AtorvaStatin Postpartum and Reduction of Cardiovascular risK

Launched by OHIO STATE UNIVERSITY · Oct 7, 2024

Keywords

ClinConnect Summary

This clinical trial is studying whether a medication called atorvastatin can help improve heart health in women who have experienced high blood pressure during pregnancy, specifically conditions like gestational hypertension and preeclampsia. After giving birth, 76 women will be randomly assigned to receive either atorvastatin or a placebo (a pill with no medication) for three months, starting once they stop breastfeeding. The goal is to see if atorvastatin can lower the risk of future heart problems in these women.

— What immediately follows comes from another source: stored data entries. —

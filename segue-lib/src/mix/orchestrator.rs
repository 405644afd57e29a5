//! Intro, randomized body, outro.

use std::sync::atomic::{AtomicBool, Ordering};
use std::sync::Arc;

use log::{debug, info, warn};
use rand::Rng;

use crate::audio::buffer::PcmBuffer;
use crate::dsp::crossfade::crossfade;
use crate::error::MixError;
use crate::markers::{MarkerList, Segment};
use crate::playback::PlaybackDriver;
use crate::source::PcmSource;

use super::config::MixConfig;
use super::selector::SegmentSelector;
use super::session::{MixSession, PreviousSegment};

#[derive(Debug, Clone, Copy, PartialEq, Eq)]
pub enum MixState {
    Idle,
    PlayingIntro,
    PlayingBody,
    PlayingOutro,
    Done,
}

#[derive(Debug, Clone, Copy, PartialEq, Eq)]
pub enum Phase {
    Intro,
    Body,
    Outro,
}

/// Details of a segment about to be rendered.
#[derive(Debug, Clone)]
pub struct SegmentStatus<'a> {
    pub phase: Phase,
    /// Body round, starting at 1. Zero for intro and outro.
    pub round: usize,
    pub segment: &'a Segment,
    /// Label of the body segment this one fades out of, if crossfading.
    pub faded_from: Option<&'a str>,
    pub rendered_frames: usize,
    /// Body budget left before this segment plays.
    pub remaining_frames: u64,
    pub sample_rate: u32,
}

impl SegmentStatus<'_> {
    pub fn remaining_seconds(&self) -> f64 {
        if self.sample_rate == 0 {
            return 0.0;
        }
        self.remaining_frames as f64 / self.sample_rate as f64
    }
}

/// Progress notifications emitted while a mix runs.
#[derive(Debug, Clone)]
pub enum MixEvent<'a> {
    StateChanged(MixState),
    SegmentStarted(SegmentStatus<'a>),
}

/// Summary of a finished run.
#[derive(Debug, Clone, Default, PartialEq, Eq)]
pub struct MixReport {
    /// All frames handed to the driver, intro and outro included.
    pub rendered_frames: u64,
    pub body_frames: u64,
    pub rounds: usize,
    /// Labels of the body segments in play order.
    pub body_labels: Vec<String>,
    pub cancelled: bool,
}

/// Sequences one randomized playback run over a source.
pub struct MixOrchestrator<S, D, R>
where
    S: PcmSource,
    D: PlaybackDriver,
    R: Rng,
{
    source: S,
    driver: D,
    selector: SegmentSelector<R>,
    markers: MarkerList,
    config: MixConfig,
    state: MixState,
    cancel: Arc<AtomicBool>,
}

impl<S, D, R> MixOrchestrator<S, D, R>
where
    S: PcmSource,
    D: PlaybackDriver,
    R: Rng,
{
    /// Bind markers to a source.
    ///
    /// # Errors
    /// [`MixError::MalformedMarkerData`] if any marker lies past the end of the
    /// source and [`MixError::InvalidConfig`] for negative lengths.
    pub fn new(
        source: S,
        driver: D,
        markers: MarkerList,
        config: MixConfig,
        rng: R,
    ) -> Result<Self, MixError> {
        config.validate()?;
        markers.validate_against(source.total_frames())?;
        Ok(Self {
            source,
            driver,
            selector: SegmentSelector::new(rng),
            markers,
            config,
            state: MixState::Idle,
            cancel: Arc::new(AtomicBool::new(false)),
        })
    }

    pub fn state(&self) -> MixState {
        self.state
    }

    pub fn driver(&self) -> &D {
        &self.driver
    }

    /// Flag that stops the run before the next segment once set.
    ///
    /// A segment already handed to the driver always plays to its end.
    pub fn cancel_handle(&self) -> Arc<AtomicBool> {
        self.cancel.clone()
    }

    /// Play the whole mix.
    ///
    /// The orchestrator ends in [`MixState::Done`] whatever the outcome; a run
    /// cannot be restarted.
    pub fn run<F>(&mut self, mut observer: F) -> Result<MixReport, MixError>
    where
        F: FnMut(&MixEvent<'_>),
    {
        if self.state != MixState::Idle {
            return Err(MixError::Playback(format!(
                "mix already ran (state {:?})",
                self.state
            )));
        }

        let result = self.play(&mut observer);
        if let Err(err) = &result {
            warn!("mix stopped: {}", err);
        }
        self.transition(MixState::Done, &mut observer);
        result
    }

    fn play<F>(&mut self, observer: &mut F) -> Result<MixReport, MixError>
    where
        F: FnMut(&MixEvent<'_>),
    {
        let total_frames = self.source.total_frames();
        let sample_rate = self.source.sample_rate();
        let mut report = MixReport::default();

        self.transition(MixState::PlayingIntro, observer);
        let intro = self.markers.intro(total_frames);
        let target_frames = self.config.target.to_frames(sample_rate);
        let intro_frames = self.play_fixed(Phase::Intro, &intro, target_frames, observer)?;
        report.rendered_frames += intro_frames as u64;

        let mut session = MixSession::new(target_frames.saturating_sub(intro_frames as u64));
        let pool = self.markers.interior_pool(total_frames);
        let fade_frames = self.config.fade_frames(sample_rate);
        debug!(
            "body budget {} frames, interior pool of {}, fade {:?}",
            session.target_frames,
            pool.len(),
            fade_frames
        );

        self.transition(MixState::PlayingBody, observer);
        while !session.budget_exhausted() {
            if self.cancelled() {
                report.cancelled = true;
                break;
            }

            let (index, segment) = self
                .selector
                .pick_next(&pool, session.previous_interior_index)?;
            let buffer = self.read_segment(&segment)?;

            let previous = session.previous_segment.take();
            let (rendered, keep) = match (fade_frames, previous.as_ref()) {
                (Some(fade), Some(prev)) => (
                    crossfade(&prev.buffer, &buffer, fade, &prev.label, &segment.label)?,
                    Some(buffer),
                ),
                (Some(_), None) => (buffer.clone(), Some(buffer)),
                (None, _) => (buffer, None),
            };

            observer(&MixEvent::SegmentStarted(SegmentStatus {
                phase: Phase::Body,
                round: session.rounds + 1,
                segment: &segment,
                faded_from: match fade_frames {
                    Some(_) => previous.as_ref().map(|prev| prev.label.as_str()),
                    None => None,
                },
                rendered_frames: rendered.frames(),
                remaining_frames: session.remaining_frames(),
                sample_rate,
            }));
            debug!(
                "body round {}: {} from sample {} ({} frames)",
                session.rounds + 1,
                segment.label,
                segment.start,
                rendered.frames()
            );

            self.driver.render(&rendered, sample_rate)?;

            report.body_labels.push(segment.label.clone());
            session.advance(
                index,
                rendered.frames(),
                keep.map(|buffer| PreviousSegment {
                    label: segment.label.clone(),
                    buffer,
                }),
            );
        }
        report.rounds = session.rounds;
        report.body_frames = session.cumulative_frames;
        report.rendered_frames += session.cumulative_frames;

        if report.cancelled || self.cancelled() {
            report.cancelled = true;
            return Ok(report);
        }

        self.transition(MixState::PlayingOutro, observer);
        let outro = self.markers.outro(total_frames);
        let outro_frames = self.play_fixed(Phase::Outro, &outro, 0, observer)?;
        report.rendered_frames += outro_frames as u64;

        Ok(report)
    }

    fn play_fixed<F>(
        &mut self,
        phase: Phase,
        segment: &Segment,
        remaining_frames: u64,
        observer: &mut F,
    ) -> Result<usize, MixError>
    where
        F: FnMut(&MixEvent<'_>),
    {
        let sample_rate = self.source.sample_rate();
        let buffer = self.read_segment(segment)?;
        observer(&MixEvent::SegmentStarted(SegmentStatus {
            phase,
            round: 0,
            segment,
            faded_from: None,
            rendered_frames: buffer.frames(),
            remaining_frames,
            sample_rate,
        }));
        debug!(
            "playing {:?} section: {}, sample: {}",
            phase, segment.label, segment.start
        );
        self.driver.render(&buffer, sample_rate)?;
        Ok(buffer.frames())
    }

    fn read_segment(&mut self, segment: &Segment) -> Result<PcmBuffer, MixError> {
        let total = self.source.total_frames();
        let end = segment.end.min(total);
        if end < segment.end {
            warn!(
                "segment \"{}\" ends at {} past the source end {}, clamping",
                segment.label, segment.end, total
            );
        }
        let count = end.saturating_sub(segment.start);
        self.source.read_frames(segment.start, count)
    }

    fn cancelled(&self) -> bool {
        let cancelled = self.cancel.load(Ordering::Relaxed);
        if cancelled {
            info!("mix cancelled between segments");
        }
        cancelled
    }

    fn transition<F>(&mut self, next: MixState, observer: &mut F)
    where
        F: FnMut(&MixEvent<'_>),
    {
        debug!("mix state {:?} -> {:?}", self.state, next);
        self.state = next;
        observer(&MixEvent::StateChanged(next));
    }
}
//! PCM buffer types and conversions.

pub mod buffer;
pub mod samples;
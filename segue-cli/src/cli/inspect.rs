//! `inspect` subcommand: source properties, markers and interior pool.

use clap::ArgMatches;
use log::warn;
use segue_lib::markers::{self, MarkerList};
use segue_lib::source::{SourceInfo, WavSource};
use segue_lib::MixError;

use crate::status::format_time;

use super::inputs::resolve_inputs;

/// Run the inspect subcommand for the given arguments.
pub fn run_inspect(args: &ArgMatches) -> Result<i32, MixError> {
    let Some(input) = args.get_one::<String>("INPUT") else {
        return Err(MixError::InvalidConfig("no input file given".to_string()));
    };
    let inputs = match resolve_inputs(input, args.get_one::<String>("markers")) {
        Ok(inputs) => inputs,
        Err(code) => return Ok(code),
    };

    let source = WavSource::open(&inputs.audio)?;
    let markers = markers::load_file(&inputs.markers)?;
    let info = SourceInfo::of(&source);

    println!("{}", inspect_text(&inputs.audio.display().to_string(), &info, &markers));

    if let Err(err) = markers.validate_against(info.total_frames) {
        warn!("{}", err);
        return Err(err);
    }
    if markers.interior_pool(info.total_frames).len() < 2 {
        warn!("randomized play needs at least 2 interior markers; this file can only play intro and outro");
    }
    Ok(0)
}

pub fn inspect_text(name: &str, info: &SourceInfo, markers: &MarkerList) -> String {
    let mut lines = vec![
        format!("Source: {}", name),
        format!("  sample rate: {} Hz", info.sample_rate),
        format!("  channels: {}", info.channels),
        format!(
            "  frames: {} ({})",
            info.total_frames,
            format_time(info.duration_seconds())
        ),
        format!("Markers ({}):", markers.len()),
    ];

    let interior = markers.interior_range();
    for (index, marker) in markers.iter().enumerate() {
        let (start, end) = markers.resolve_segment_bounds(index, info.total_frames);
        let role = if index == 0 {
            "intro"
        } else if index + 1 == markers.len() {
            "outro"
        } else if interior.contains(&index) {
            "pool"
        } else {
            "skipped"
        };
        lines.push(format!(
            "  #{:<3} {:>10}  {:<8} [{}, {})  {}",
            index, marker.sample_offset, role, start, end, marker.label
        ));
    }

    let pool = markers.interior_pool(info.total_frames);
    let labels = pool
        .segments()
        .iter()
        .map(|segment| segment.label.as_str())
        .collect::<Vec<_>>();
    lines.push(format!("Interior pool ({}): {}", pool.len(), labels.join(", ")));
    lines.join("\n")
}
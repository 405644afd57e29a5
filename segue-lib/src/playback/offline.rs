use log::trace;

use crate::audio::buffer::PcmBuffer;
use crate::error::MixError;

use super::PlaybackDriver;

/// Driver that plays nothing and returns immediately.
///
/// Counts rendered frames and, when built with [`capturing`](Self::capturing),
/// keeps a copy of every buffer.
#[derive(Debug, Default)]
pub struct OfflineDriver {
    rendered_frames: u64,
    renders: usize,
    captured: Option<Vec<PcmBuffer>>,
}

impl OfflineDriver {
    pub fn new() -> Self {
        Self::default()
    }

    pub fn capturing() -> Self {
        Self {
            captured: Some(Vec::new()),
            ..Self::default()
        }
    }

    pub fn rendered_frames(&self) -> u64 {
        self.rendered_frames
    }

    pub fn renders(&self) -> usize {
        self.renders
    }

    /// Captured buffers in render order; empty unless capturing.
    pub fn captured(&self) -> &[PcmBuffer] {
        self.captured.as_deref().unwrap_or(&[])
    }
}

impl PlaybackDriver for OfflineDriver {
    fn render(&mut self, buffer: &PcmBuffer, sample_rate: u32) -> Result<(), MixError> {
        trace!("offline render of {} frames at {} Hz", buffer.frames(), sample_rate);
        self.rendered_frames += buffer.frames() as u64;
        self.renders += 1;
        if let Some(captured) = self.captured.as_mut() {
            captured.push(buffer.clone());
        }
        Ok(())
    }
}
use std::path::{Path, PathBuf};

use log::{debug, info};
use serde::Deserialize;

use crate::error::MixError;

use super::{Marker, MarkerList};

/// Extension of the companion marker file.
pub const MARKER_EXTENSION: &str = "json";

#[derive(Debug, Clone, Deserialize)]
struct MarkerRecord {
    #[serde(alias = "offset")]
    sample: u64,
    #[serde(alias = "label")]
    section: String,
}

#[derive(Debug, Clone, Deserialize)]
struct MarkerFile {
    markers: Vec<MarkerRecord>,
}

/// Parse a marker description.
///
/// The payload is a JSON object whose `markers` key holds records of the form
/// `{"sample": 44100, "section": "verse"}`.
///
/// # Errors
/// [`MixError::MalformedMarkerData`] if a record lacks a non-negative integer
/// offset or a string label, and [`MixError::DuplicateOffset`] when two
/// records share an offset.
pub fn load(source: &str) -> Result<MarkerList, MixError> {
    let file: MarkerFile = serde_json::from_str(source)?;
    debug!("parsed {} marker record(s)", file.markers.len());

    let markers = file
        .markers
        .into_iter()
        .map(|record| Marker::new(record.sample, record.section))
        .collect();

    MarkerList::new(markers)
}

/// Read and parse a marker file.
///
/// # Errors
/// [`MixError::InputNotFound`] if `path` does not exist, otherwise the errors of
/// [`load`].
pub fn load_file(path: &Path) -> Result<MarkerList, MixError> {
    if !path.is_file() {
        return Err(MixError::InputNotFound(path.to_path_buf()));
    }
    let raw = std::fs::read_to_string(path)?;
    let markers = load(&raw)?;
    info!("Loaded {} markers from {}", markers.len(), path.display());
    Ok(markers)
}

/// Locate the marker file sharing `media_path`'s base name.
pub fn find_companion(media_path: &Path) -> Option<PathBuf> {
    let candidate = media_path.with_extension(MARKER_EXTENSION);
    if candidate.is_file() {
        Some(candidate)
    } else {
        debug!("no marker file at {}", candidate.display());
        None
    }
}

To be eligible for this study, participants must be at least 20 years old, able to speak English, and have been diagnosed with a hypertensive disorder during their pregnancy. They must also be at least 24 hours postpartum. However, certain individuals will not be able to participate, such as those who plan to breastfeed for more than six months, have specific medical conditions, or are taking certain medications that might interact with atorvastatin. If you decide to join this trial, you’ll be contributing to important research that could help improve health outcomes for women after pregnancy.

Gender

FEMALE

Eligibility criteria

• Inclusion Criteria:
• • 1. At least 24 hours after delivery
• • 2. ≥ 20 years old with the ability to give informed consent
• • 3. Diagnosis of gestational hypertension, preeclampsia prior to delivery admission, or diagnosed with preeclampsia during delivery admission, as determined by clinical team using the American College of Obstetricians and Gynecologists (ACOG) criteria.
• • 4. English speaking
• Exclusion Criteria:
• • 1. Individuals who were prescribed an 3-hydroxy-3 methyl-glutaryl coenzyme A (HMG-CoA) reductase inhibitor prior to or during pregnancy,
• • 2. Known familial hypercholesterolemia or pre-existing hyperlipidemia, specifically Low-density Lipoprotein (LDL) \>190 prior to pregnancy or diagnosis of hyperlipidemia with prescription of HMG-CoA reductase inhibitor prior to delivery,
• • 3. Plan to breastfeed for \>= 6 months,
• • 4. Plan for pregnancy conception in the next 6 months,
• • 5. Incarcerated individuals,
• • 6. Hypertensive diagnosis thought to be secondary to fetal condition,
• • 7. Contraindications to HMG-CoA reductase inhibitor therapy or known hypersensitivity to atorvastatin or any component,
• • 8. Active liver disease (acute hepatitis, chronic active hepatitis, unexplained persistent transaminitis (at least twice upper limit of normal serum transaminases)),
• • 9. History of rhabdomyolysis or myopathy,
• • 10. Human Immunodeficiency Virus (HIV) positivity, due to potential interactions between atorvastatin and HIV protease inhibitors,
• • 11. History of solid organ transplant, due to potential interactions between atorvastatin and immunosuppressants
• • 12. Active cancer, or
• • 13. Current use of medications with potential drug interactions, namely cyclosporine, clarithromycin, itraconazole, HIV protease inhibitors, rifampin, and digoxin.